Changes in fluo4-zymosan intensity during phagocytosis. (i) Fluorescence and phase contrast images of the time sequence of a neutrophil as it internalises a zymosan particle. The particle that is internalised is labelled (a) and (b) is the “control” particle, which remains external. Each image shows the progress of phagocytosis at the times indicated. The location of particles a.b are indicated on the phase contrast image as * and *’ respectively. (ii) The lower graph shows the complete time sequence of the decrease in fluo4-zymosan intensity with key events (cup formation, closure of the phagosome, and internalisation) marked. The sequence is typical of at least 14 other phagocytotic events. The movie in the Supplementary Materials (Movie S1) shows a different experiment, in which a similar complete process of phagocytosis and the accompanying decrease in fluo4-zymosan fluorescence can be seen.

Figure 5

Sites of Ca²⁺ influx marked by YFP-tagged C2 domain of PKC-γ. (a) A sequence of images of a RAW 264.7 cell expressing YFP–C2-γ. The phagocytic target is indicated by the crosshatched circle.
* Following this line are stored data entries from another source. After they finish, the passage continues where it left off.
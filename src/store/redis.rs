//! Redis implementation of the store capability set.
//!
//! Unguarded batches run as a `MULTI`/`EXEC` pipeline. Conditional work
//! (guarded batches and [`Op::ListMoveValue`]) runs server-side in Lua so the
//! check and the writes cannot interleave with another client.

use std::{collections::HashMap, time::Duration};

use ::redis::{aio::ConnectionManager, Client, Pipeline, Script, Value};
use bytes::Bytes;
use secrecy::ExposeSecret;
use url::Url;

use crate::{config::Config, error::StoreError};

use super::{End, Guard, Op, Store, StoreFuture};

const CONNECT_TIMEOUT: Duration = Duration::from_secs(5);

/// Queued inside `MULTI` as a plain `EVAL`: `KEYS[1]` source list,
/// `KEYS[2]` destination list, `ARGV[1]` value.
const MOVE_VALUE: &str = r"
if redis.call('LREM', KEYS[1], 1, ARGV[1]) == 1 then
    redis.call('LPUSH', KEYS[2], ARGV[1])
    return 1
end
return 0
";

/// Guarded batch interpreter.
///
/// `ARGV[1..4]` describe the guard: hash key, field, `1` if a value is
/// expected (`0` for "absent"), expected value. The remaining arguments are a
/// flat sequence of encoded ops, see [`encode`].
const GUARDED_BATCH: &str = r"
local current = redis.call('HGET', ARGV[1], ARGV[2])
if ARGV[3] == '1' then
    if current ~= ARGV[4] then return false end
elseif current then
    return false
end

local replies = {}
local i = 5
while i <= #ARGV do
    local op = ARGV[i]
    if op == 'LPUSH' then
        table.insert(replies, redis.call('LPUSH', ARGV[i + 1], ARGV[i + 2]))
        i = i + 3
    elseif op == 'LREM' then
        table.insert(replies, redis.call('LREM', ARGV[i + 1], ARGV[i + 2], ARGV[i + 3]))
        i = i + 4
    elseif op == 'LMOVEVALUE' then
        if redis.call('LREM', ARGV[i + 1], 1, ARGV[i + 3]) == 1 then
            redis.call('LPUSH', ARGV[i + 2], ARGV[i + 3])
            table.insert(replies, 1)
        else
            table.insert(replies, 0)
        end
        i = i + 4
    elseif op == 'HSET' then
        table.insert(replies, redis.call('HSET', ARGV[i + 1], ARGV[i + 2], ARGV[i + 3]))
        i = i + 4
    elseif op == 'HDEL' then
        table.insert(replies, redis.call('HDEL', ARGV[i + 1], ARGV[i + 2]))
        i = i + 3
    elseif op == 'DEL' then
        table.insert(replies, redis.call('DEL', ARGV[i + 1]))
        i = i + 2
    elseif op == 'ZADD' then
        table.insert(replies, redis.call('ZADD', ARGV[i + 1], ARGV[i + 2], ARGV[i + 3]))
        i = i + 4
    elseif op == 'ZREM' then
        table.insert(replies, redis.call('ZREM', ARGV[i + 1], ARGV[i + 2]))
        i = i + 3
    else
        return redis.error_reply('unknown op ' .. tostring(op))
    end
end
return replies
";

/// Store backed by a Redis server.
///
/// Holds a [`ConnectionManager`], which multiplexes every caller over one
/// reconnecting connection and is cheap to clone per call.
#[derive(Clone)]
pub struct RedisStore {
    conn: ConnectionManager,
    guarded_batch: Script,
}

impl RedisStore {
    /// Connects using the address, password and database index from `config`
    /// and verifies the server answers a `PING`.
    pub async fn connect(config: &Config) -> Result<Self, StoreError> {
        let url = connection_url(config)?;
        let client = Client::open(url.as_str())?;

        let address = config.redis_addr.clone();
        let conn = tokio::time::timeout(CONNECT_TIMEOUT, async {
            let mut conn = client.get_connection_manager().await?;
            let _: String = ::redis::cmd("PING").query_async(&mut conn).await?;
            Ok::<_, StoreError>(conn)
        })
        .await
        .map_err(|_| StoreError::ConnectTimeout { address })??;

        tracing::debug!(addr = %config.redis_addr, db = config.redis_db, "connected to redis");

        Ok(Self {
            conn,
            guarded_batch: Script::new(GUARDED_BATCH),
        })
    }

    fn pipe_op(&self, pipe: &mut Pipeline, op: &Op) {
        match op {
            Op::ListPushLeft { key, value } => {
                pipe.cmd("LPUSH").arg(key).arg(value);
            }
            Op::ListRemove { key, value, count } => {
                pipe.cmd("LREM").arg(key).arg(*count).arg(value);
            }
            Op::ListMoveValue { src, dst, value } => {
                pipe.cmd("EVAL")
                    .arg(MOVE_VALUE)
                    .arg(2)
                    .arg(src)
                    .arg(dst)
                    .arg(value);
            }
            Op::HashSet { key, field, value } => {
                pipe.cmd("HSET").arg(key).arg(field).arg(value.as_ref());
            }
            Op::HashDeleteField { key, field } => {
                pipe.cmd("HDEL").arg(key).arg(field);
            }
            Op::HashDelete { key } => {
                pipe.cmd("DEL").arg(key);
            }
            Op::SortedSetAdd { key, score, member } => {
                pipe.cmd("ZADD").arg(key).arg(*score).arg(member);
            }
            Op::SortedSetRemove { key, member } => {
                pipe.cmd("ZREM").arg(key).arg(member);
            }
        }
    }
}

/// Builds `redis://[:password@]host:port/db` from the configured parts.
fn connection_url(config: &Config) -> Result<Url, StoreError> {
    let address = config.redis_addr.as_str();
    let invalid = |source| StoreError::InvalidAddress {
        address: address.to_owned(),
        source,
    };

    let mut url = Url::parse(&format!("redis://{address}")).map_err(invalid)?;
    if let Some(password) = &config.redis_password {
        url.set_password(Some(password.expose_secret()))
            .map_err(|_| invalid(url::ParseError::EmptyHost))?;
    }
    url.set_path(&format!("/{}", config.redis_db));

    Ok(url)
}

/// Flattens an op into the argument encoding understood by [`GUARDED_BATCH`].
fn encode(op: &Op, args: &mut Vec<Vec<u8>>) {
    let mut push = |part: &[u8]| args.push(part.to_vec());
    match op {
        Op::ListPushLeft { key, value } => {
            push(b"LPUSH");
            push(key.as_bytes());
            push(value.as_bytes());
        }
        Op::ListRemove { key, value, count } => {
            push(b"LREM");
            push(key.as_bytes());
            push(count.to_string().as_bytes());
            push(value.as_bytes());
        }
        Op::ListMoveValue { src, dst, value } => {
            push(b"LMOVEVALUE");
            push(src.as_bytes());
            push(dst.as_bytes());
            push(value.as_bytes());
        }
        Op::HashSet { key, field, value } => {
            push(b"HSET");
            push(key.as_bytes());
            push(field.as_bytes());
            push(value.as_ref());
        }
        Op::HashDeleteField { key, field } => {
            push(b"HDEL");
            push(key.as_bytes());
            push(field.as_bytes());
        }
        Op::HashDelete { key } => {
            push(b"DEL");
            push(key.as_bytes());
        }
        Op::SortedSetAdd { key, score, member } => {
            push(b"ZADD");
            push(key.as_bytes());
            push(score.to_string().as_bytes());
            push(member.as_bytes());
        }
        Op::SortedSetRemove { key, member } => {
            push(b"ZREM");
            push(key.as_bytes());
            push(member.as_bytes());
        }
    }
}

fn integer_replies(value: Value) -> Vec<i64> {
    match value {
        Value::Array(items) => items
            .into_iter()
            .map(|item| match item {
                Value::Int(n) => n,
                _ => 0,
            })
            .collect(),
        _ => Vec::new(),
    }
}

impl Store for RedisStore {
    fn atomic_batch<'a>(&'a self, ops: Vec<Op>) -> StoreFuture<'a, Vec<i64>> {
        Box::pin(async move {
            if ops.is_empty() {
                return Ok(Vec::new());
            }

            let mut pipe = ::redis::pipe();
            pipe.atomic();
            for op in &ops {
                self.pipe_op(&mut pipe, op);
            }

            let mut conn = self.conn.clone();
            let replies: Vec<i64> = pipe.query_async(&mut conn).await?;
            Ok(replies)
        })
    }

    fn atomic_batch_if<'a>(
        &'a self,
        guard: Guard,
        ops: Vec<Op>,
    ) -> StoreFuture<'a, Option<Vec<i64>>> {
        Box::pin(async move {
            let Guard::HashFieldEquals { key, field, value } = guard;

            let mut invocation = self.guarded_batch.prepare_invoke();
            invocation.arg(key).arg(field);
            match &value {
                Some(expected) => invocation.arg("1").arg(expected.as_ref()),
                None => invocation.arg("0").arg(""),
            };

            let mut args = Vec::new();
            for op in &ops {
                encode(op, &mut args);
            }
            for arg in args {
                invocation.arg(arg);
            }

            let mut conn = self.conn.clone();
            let reply: Value = invocation.invoke_async(&mut conn).await?;

            Ok(match reply {
                Value::Nil => None,
                other => Some(integer_replies(other)),
            })
        })
    }

    fn list_move<'a>(
        &'a self,
        src: &'a str,
        dst: &'a str,
        from: End,
        to: End,
    ) -> StoreFuture<'a, Option<String>> {
        Box::pin(async move {
            let mut conn = self.conn.clone();
            let value: Option<String> = ::redis::cmd("LMOVE")
                .arg(src)
                .arg(dst)
                .arg(from.as_str())
                .arg(to.as_str())
                .query_async(&mut conn)
                .await?;
            Ok(value)
        })
    }

    fn list_range<'a>(&'a self, key: &'a str) -> StoreFuture<'a, Vec<String>> {
        Box::pin(async move {
            let mut conn = self.conn.clone();
            let values: Vec<String> = ::redis::cmd("LRANGE")
                .arg(key)
                .arg(0)
                .arg(-1)
                .query_async(&mut conn)
                .await?;
            Ok(values)
        })
    }

    fn list_len<'a>(&'a self, key: &'a str) -> StoreFuture<'a, u64> {
        Box::pin(async move {
            let mut conn = self.conn.clone();
            let len: u64 = ::redis::cmd("LLEN").arg(key).query_async(&mut conn).await?;
            Ok(len)
        })
    }

    fn hash_get<'a>(&'a self, key: &'a str, field: &'a str) -> StoreFuture<'a, Option<Bytes>> {
        Box::pin(async move {
            let mut conn = self.conn.clone();
            let value: Option<Vec<u8>> = ::redis::cmd("HGET")
                .arg(key)
                .arg(field)
                .query_async(&mut conn)
                .await?;
            Ok(value.map(Bytes::from))
        })
    }

    fn hash_get_all<'a>(&'a self, key: &'a str) -> StoreFuture<'a, HashMap<String, Bytes>> {
        Box::pin(async move {
            let mut conn = self.conn.clone();
            let fields: HashMap<String, Vec<u8>> = ::redis::cmd("HGETALL")
                .arg(key)
                .query_async(&mut conn)
                .await?;
            Ok(fields
                .into_iter()
                .map(|(field, value)| (field, Bytes::from(value)))
                .collect())
        })
    }

    fn sorted_set_range_by_score<'a>(
        &'a self,
        key: &'a str,
        max: f64,
    ) -> StoreFuture<'a, Vec<String>> {
        Box::pin(async move {
            let max = if max.is_infinite() && max.is_sign_positive() {
                "+inf".to_owned()
            } else {
                max.to_string()
            };

            let mut conn = self.conn.clone();
            let members: Vec<String> = ::redis::cmd("ZRANGEBYSCORE")
                .arg(key)
                .arg("-inf")
                .arg(max)
                .query_async(&mut conn)
                .await?;
            Ok(members)
        })
    }

    fn close<'a>(&'a self) -> StoreFuture<'a, ()> {
        // The connection manager closes its socket once the last clone drops.
        Box::pin(async move {
            tracing::debug!("closing redis store");
            Ok(())
        })
    }
}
At time zero (as indicated), a phagocytic cup formed at the base of the zymosan without translocation of YFP–C2-γ from the cytosol. After 1 s, translocation of YFP–C2-γ from the cytosol to the plasma membrane of the phagocytic cup is seen. This is also shown in the enlarged image (b). At 2 s, translocation of YFP–C2-γ to the phagocytic cup and the rest of the plasma membrane is obvious, as can also be seen in the image marked “3 s”. (b) Enlarged images showing a previous old phagosome marked by an “X”, which has no translocated YFP–C2-γ on its membrane at 1 s, but in the lower image at 2 s, some translation had occurred. In image (c) at 20 s, translocation of YFP–C2-γ had remained globally on the plasma membrane and can also be seen more clearly on the previously internalised phagosome. (d) The time course of the relative intensity changes measured at time t (It) as a fraction of the intensity at time zero (I₀), measured within the measurements zones indicated at the plasma membrane (PM) and cytosol (within the box) indicated in (e).

Figure 6

Proposed sequence of Ca²⁺ channel opening on the phagosomal membrane. (a) A “cartoon” of some of the components of the proposed model system. The phagocyte plasma membrane with Ca²⁺ ion channels (closed) before contact with the phagocytic target (zymosan particle) and Ca²⁺ ions is labelled. (b) The proposed sequence of events during phagocytosis are shown as follows. (i) Before contact between the phagocyte and the target, where the cytosolic free Ca²⁺ ion concentration is low. (ii) Contact between the particle and the phagocyte, resulting in the formation of a phagocytic cup, with the Ca²⁺ ion channels remaining closed and the cytosolic free Ca²⁺ ion concentration still low. (iii) A critical number of receptors are engaged, the Ca²⁺ channels remain open, and the cytosolic free Ca²⁺ ion concentration begins to rise. Note that the location of the open Ca²⁺ channels includes the portion of plasma membrane that forms the base of the forming phagosome and thus provides a mechanism for preferentially elevating Ca²⁺ near the forming phagosome. (iv) In response to the elevated cytosolic free Ca²⁺ ion concentration, the pseudopodia around the target nearly enclose it, trapping Ca²⁺ ions in the forming phagosome. (v) Phagocytosis is complete but Ca²⁺ channels remain open on the phagosomal membrane, such that intra-phagosomal Ca²⁺ leaks out into the surrounding cytosol. Once “drained” of Ca²⁺, the phagosome plays no further role in Ca²⁺ signalling.